YOUR TASK -
Restate the data that follows exactly as it stands, beginning with the first line and ending with the line that contains "pub enum TextInputAction".

SUPPLIED ENTRIES -
-- -- --

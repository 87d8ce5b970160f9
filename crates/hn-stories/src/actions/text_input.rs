//! Text input actions - shared across screens with text input capability
//!
//! These are generic text input actions that views can translate
//! into their screen-specific actions.

/// Generic text input actions
#[derive(Debug, Clone, PartialEq, Eq)]
pub enum TextInputAction {
    /// Character typed into input field
    Char(char),
    /// Backspace pressed - remove last character
    Backspace,
    /// Clear entire line (Cmd+Backspace or Ctrl+U)
    ClearLine,
    /// Escape pressed - typically leaves the input
    Escape,
    /// Enter pressed - confirm/submit
    Confirm,
}
//! Search client errors

use thiserror::Error;

/// Everything that can go wrong while running a search request
///
/// The application collapses all of these into a single "failed" flag, but the
/// variants keep enough detail for the log file.
#[derive(Debug, Error)]
pub enum SearchError {
    /// Connection, TLS, timeout or body transfer failure
    #[error("request to {url} failed: {source}")]
    Request {
        url: String,
        #[source]
        source: reqwest::Error,
    },

    /// The API answered with a non-success status code
    #[error("search API returned HTTP {status} for {url}")]
    Status { url: String, status: u16 },

    /// The body was not a valid search payload
    #[error("failed to decode search response from {url}: {source}")]
    Decode {
        url: String,
        #[source]
        source: serde_json::Error,
    },
}
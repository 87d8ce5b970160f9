use std::{env, path::PathBuf};

const CONFIG_FILE: &str = ".hacker-stories.toml";

/// Load config file content from CWD first, then home directory
///
/// Searches for .hacker-stories.toml in:
/// 1. Current working directory
/// 2. Home directory
///
/// Returns the file content if found, None otherwise.
pub fn load_config_file() -> Option<String> {
    if let Ok(content) = std::fs::read_to_string(CONFIG_FILE) {
        log::debug!("Loaded config from {}", CONFIG_FILE);
        return Some(content);
    }

    if let Some(home_config) = get_home_config_path() {
        if let Ok(content) = std::fs::read_to_string(&home_config) {
            log::debug!("Loaded config from {}", home_config.display());
            return Some(content);
        }
    }

    None
}

/// Returns ~/.hacker-stories.toml if HOME environment variable is set.
fn get_home_config_path() -> Option<PathBuf> {
    env::var_os("HOME").map(|home| PathBuf::from(home).join(CONFIG_FILE))
}
//! Stories View
//!
//! The base screen: heading, search form, separator, the fetch status and the
//! story list, with a status bar at the bottom.

use crate::actions::{
    Action, ContextAction, NavigationAction, SearchFormAction, StoryListAction, TextInputAction,
};
use crate::capabilities::PanelCapabilities;
use crate::state::AppState;
use crate::view_models::{SearchFormViewModel, StoryListViewModel};
use crate::views::search_form::SearchForm;
use crate::views::story_list::StoryList;
use crate::views::{status_bar, View, ViewId};
use ratatui::{
    layout::{Constraint, Direction, Layout, Rect},
    text::Line,
    widgets::{Block, Borders, Paragraph},
    Frame,
};

pub const HEADING: &str = "My Hacker Stories";
pub const ERROR_MESSAGE: &str = "Something went wrong ...";
pub const LOADING_MESSAGE: &str = "Loading ...";

#[derive(Debug, Clone)]
pub struct StoriesView;

impl StoriesView {
    pub fn new() -> Self {
        Self
    }
}

impl Default for StoriesView {
    fn default() -> Self {
        Self::new()
    }
}

impl View for StoriesView {
    fn view_id(&self) -> ViewId {
        ViewId::Stories
    }

    fn render(&self, state: &AppState, area: Rect, f: &mut Frame) {
        render(state, area, f);
    }

    fn capabilities(&self, state: &AppState) -> PanelCapabilities {
        if state.search_form.input_focused() {
            PanelCapabilities::TEXT_INPUT
        } else {
            PanelCapabilities::ITEM_NAVIGATION | PanelCapabilities::VIM_NAVIGATION_BINDINGS
        }
    }

    fn clone_box(&self) -> Box<dyn View> {
        Box::new(self.clone())
    }

    fn translate_navigation(&self, nav: NavigationAction) -> Option<Action> {
        let action = match nav {
            NavigationAction::Next => StoryListAction::NavigateNext,
            NavigationAction::Previous => StoryListAction::NavigatePrevious,
            NavigationAction::ToTop => StoryListAction::NavigateToTop,
            NavigationAction::ToBottom => StoryListAction::NavigateToBottom,
        };
        Some(Action::StoryList(action))
    }

    fn translate_text_input(&self, input: TextInputAction) -> Option<Action> {
        let action = match input {
            TextInputAction::Char(c) => SearchFormAction::Char(c),
            TextInputAction::Backspace => SearchFormAction::Backspace,
            TextInputAction::ClearLine => SearchFormAction::ClearLine,
            TextInputAction::Escape => SearchFormAction::Blur,
            TextInputAction::Confirm => SearchFormAction::Submit,
        };
        Some(Action::SearchForm(action))
    }

    fn translate_context_action(&self, action: ContextAction, _state: &AppState) -> Option<Action> {
        let action = match action {
            ContextAction::Confirm => StoryListAction::OpenSelected,
            ContextAction::Dismiss => StoryListAction::DismissSelected,
        };
        Some(Action::StoryList(action))
    }

    fn accepts_action(&self, action: &Action) -> bool {
        matches!(
            action,
            Action::StoryList(_)
                | Action::SearchForm(_)
                | Action::ViewContext(_)
                | Action::Navigate(_)
                | Action::TextInput(_)
                | Action::Global(_)
        )
    }
}

fn render(state: &AppState, area: Rect, f: &mut Frame) {
    let theme = &state.theme;

    f.render_widget(Block::default().style(theme.text().bg(theme.bg_primary)), area);

    let chunks = Layout::default()
        .direction(Direction::Vertical)
        .constraints([
            Constraint::Length(1), // heading
            Constraint::Length(3), // search form
            Constraint::Length(1), // separator
            Constraint::Min(0),    // status + list
            Constraint::Length(1), // status bar
        ])
        .split(area);

    f.render_widget(
        Paragraph::new(Line::styled(format!(" {}", HEADING), theme.heading())),
        chunks[0],
    );

    SearchForm::new(SearchFormViewModel::from_state(state), theme).render(chunks[1], f);

    f.render_widget(
        Block::default()
            .borders(Borders::TOP)
            .border_style(theme.muted()),
        chunks[2],
    );

    render_body(state, chunks[3], f);

    status_bar::render(state, chunks[4], f);
}

/// Error message, then either the loading placeholder or the list
fn render_body(state: &AppState, area: Rect, f: &mut Frame) {
    let theme = &state.theme;
    let stories = &state.stories;

    let mut area = area;
    if stories.is_error {
        let [error_area, rest] = Layout::vertical([Constraint::Length(1), Constraint::Min(0)]).areas(area);
        f.render_widget(
            Paragraph::new(Line::styled(format!(" {}", ERROR_MESSAGE), theme.error())),
            error_area,
        );
        area = rest;
    }

    if stories.is_loading {
        f.render_widget(
            Paragraph::new(Line::styled(format!(" {}", LOADING_MESSAGE), theme.info())),
            area,
        );
    } else {
        StoryList::new(StoryListViewModel::from_state(state), theme).render(area, f);
    }
}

-- -- --

TASK RESPONSE -
repository 87d8ce5b970160f9
filename crates/hn-stories/src/actions/text_input.rs
//! Text input actions - shared across screens with text input capability
//!
//! These are generic text input actions that views can translate
//! into their screen-specific actions.

/// Generic text input actions
#[derive(Debug, Clone, PartialEq, Eq)]
pub enum TextInputAction {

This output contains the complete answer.